[Dataset entries]:
---
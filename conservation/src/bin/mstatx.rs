extern crate clap;
extern crate conservation;
extern crate env_logger;
#[macro_use]
extern crate log;
extern crate rayon;
use clap::{App, Arg, ArgMatches};
use conservation::{Config, StatisticKind};
use std::path::PathBuf;

fn parse_arg<T: std::str::FromStr>(matches: &ArgMatches, name: &str) -> conservation::Result<T> {
    let value = matches.value_of(name).unwrap_or("");
    value
        .parse()
        .map_err(|_| conservation::Error::Config(format!("invalid {}: \"{}\"", name, value)))
}

fn to_config(matches: &ArgMatches) -> conservation::Result<Config> {
    let input = matches.value_of("input").unwrap_or("");
    let mut config = Config::new(input);
    if let Some(output) = matches.value_of("output") {
        config.output = PathBuf::from(output);
    }
    config.score_matrix_dir = matches
        .value_of("score_matrix_path")
        .map(PathBuf::from)
        .or_else(|| std::env::var_os("SCORE_MAT_PATH").map(PathBuf::from));
    if let Some(matrix) = matches.value_of("matrix") {
        config.score_matrix_file = matrix.to_string();
    }
    config.statistic = parse_arg::<StatisticKind>(matches, "statistic")?;
    config.max_sequences = parse_arg(matches, "nb_seq")?;
    config.verbose = matches.occurrences_of("verbose") > 0;
    config.global = matches.is_present("global");
    config.basic = matches.is_present("basic");
    config.json = matches.is_present("json");
    config.threshold = parse_arg(matches, "threshold")?;
    config.trident_factors = (
        parse_arg(matches, "trident_a")?,
        parse_arg(matches, "trident_b")?,
        parse_arg(matches, "trident_c")?,
    );
    config.window = parse_arg(matches, "window")?;
    config.threads = parse_arg(matches, "threads")?;
    if config.statistic.needs_matrix() {
        // Fail before reading the alignment.
        config.score_matrix()?;
    }
    Ok(config)
}

fn main() {
    let statistics: Vec<_> = StatisticKind::ALL.iter().map(|k| k.name()).collect();
    let matches = App::new("mstatx")
        .version("0.1")
        .author("Bansho Masutani")
        .about("Conservation statistics of a multiple sequence alignment.")
        .arg(
            Arg::with_name("input")
                .required(true)
                .short("i")
                .long("input")
                .value_name("ALIGNMENT")
                .help("Multiple alignment<FASTA>")
                .takes_value(true),
        )
        .arg(
            Arg::with_name("output")
                .short("o")
                .long("output")
                .value_name("OUTPUT")
                .help("Output file [default: <input up to the first '.'>.stat]")
                .takes_value(true),
        )
        .arg(
            Arg::with_name("matrix")
                .short("m")
                .long("matrix")
                .value_name("MATRIX")
                .help("Score matrix file name<AAindex>")
                .default_value(conservation::config::DEFAULT_MATRIX)
                .takes_value(true),
        )
        .arg(
            Arg::with_name("score_matrix_path")
                .short("p")
                .long("score_matrix_path")
                .value_name("DIR")
                .help("Directory of the score matrices [default: $SCORE_MAT_PATH]")
                .takes_value(true),
        )
        .arg(
            Arg::with_name("statistic")
                .short("s")
                .long("statistic")
                .value_name("STATISTIC")
                .help("Statistic to compute")
                .possible_values(&statistics)
                .default_value(&"wentropy")
                .takes_value(true),
        )
        .arg(
            Arg::with_name("nb_seq")
                .short("n")
                .long("nb_seq")
                .value_name("NUM")
                .help("Maximum number of sequences read")
                .default_value(&"500")
                .takes_value(true),
        )
        .arg(
            Arg::with_name("global")
                .short("g")
                .long("global")
                .help("Output only the global score of the alignment"),
        )
        .arg(
            Arg::with_name("basic")
                .long("basic")
                .help("Also output the residue counts of each column"),
        )
        .arg(
            Arg::with_name("json")
                .long("json")
                .help("Output the result in JSON"),
        )
        .arg(
            Arg::with_name("threshold")
                .short("t")
                .long("threshold")
                .value_name("THRESHOLD")
                .help("Report correlations above this value (mlc)")
                .default_value(&"0.8")
                .takes_value(true),
        )
        .arg(
            Arg::with_name("trident_a")
                .short("a")
                .long("trident_a")
                .value_name("A")
                .help("Exponent of the entropy term (trident)")
                .default_value(&"1.0")
                .takes_value(true),
        )
        .arg(
            Arg::with_name("trident_b")
                .short("b")
                .long("trident_b")
                .value_name("B")
                .help("Exponent of the stereochemical term (trident)")
                .default_value(&"0.5")
                .takes_value(true),
        )
        .arg(
            Arg::with_name("trident_c")
                .short("c")
                .long("trident_c")
                .value_name("C")
                .help("Exponent of the gap term (trident)")
                .default_value(&"3.0")
                .takes_value(true),
        )
        .arg(
            Arg::with_name("window")
                .short("w")
                .long("window")
                .value_name("WINDOW")
                .help("Number of side columns on each side (jensen)")
                .default_value(&"3")
                .takes_value(true),
        )
        .arg(
            Arg::with_name("threads")
                .long("threads")
                .value_name("THREADS")
                .help("Number of Threads")
                .default_value(&"1")
                .takes_value(true),
        )
        .arg(
            Arg::with_name("verbose")
                .short("v")
                .multiple(true)
                .help("Output debug to the standard error."),
        )
        .get_matches();
    let level = match matches.occurrences_of("verbose") {
        0 => "warn",
        1 => "info",
        2 => "debug",
        _ => "trace",
    };
    env_logger::Builder::from_env(env_logger::Env::default().default_filter_or(level)).init();
    let start = std::time::Instant::now();
    let config = match to_config(&matches) {
        Ok(config) => config,
        Err(why) => {
            error!("{}", why);
            std::process::exit(1);
        }
    };
    debug!("Config:\n{}", config);
    if let Err(why) = rayon::ThreadPoolBuilder::new()
        .num_threads(config.threads)
        .build_global()
    {
        warn!("Could not set the number of threads:{}", why);
    }
    match conservation::run(&config) {
        Ok(_) => info!(
            "mstatx computed in {:.3} seconds. The results are in {}",
            start.elapsed().as_secs_f64(),
            config.output.display()
        ),
        Err(why) => {
            error!("{}", why);
            error!("This program did not work successfully.");
            std::process::exit(1);
        }
    }
}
---
[How to complete this task]:
A bare number should be your reply: how many lines in the entries above include the word "each".

[Result of this exercise]:
2